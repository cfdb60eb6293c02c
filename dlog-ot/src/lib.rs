// -*- mode: rust; -*-
//
// This file is part of `dlog`.
// Copyright © 2019 Galois, Inc.
// See LICENSE for licensing information.

#![allow(clippy::many_single_char_names)]
#![allow(clippy::type_complexity)]

//! Oblivious transfer under the Decisional Diffie-Hellman assumption, and the
//! Sigma-protocol machinery its strongest variant uses to prove knowledge of
//! a discrete logarithm.
//!
//! The `ot` module provides one generic engine for every combination of
//! security level (semi-honest, privacy-only, one-sided simulation) and
//! payload (byte strings or group elements), in single and batched form.
//! The `sigma` module provides the three-move protocols, their AND and
//! k-of-n OR compositions, and a zero-knowledge proof-of-knowledge wrapper
//! built on Pedersen commitments.

mod config;
mod errors;
pub mod ot;
pub mod sigma;

pub use crate::{config::ProtocolConfig, errors::Error};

● ● ●

PROBLEM REQUIREMENTS
A single number is the answer: the count of lines in the material above that contain "allow".

RESPONSE BELOW
2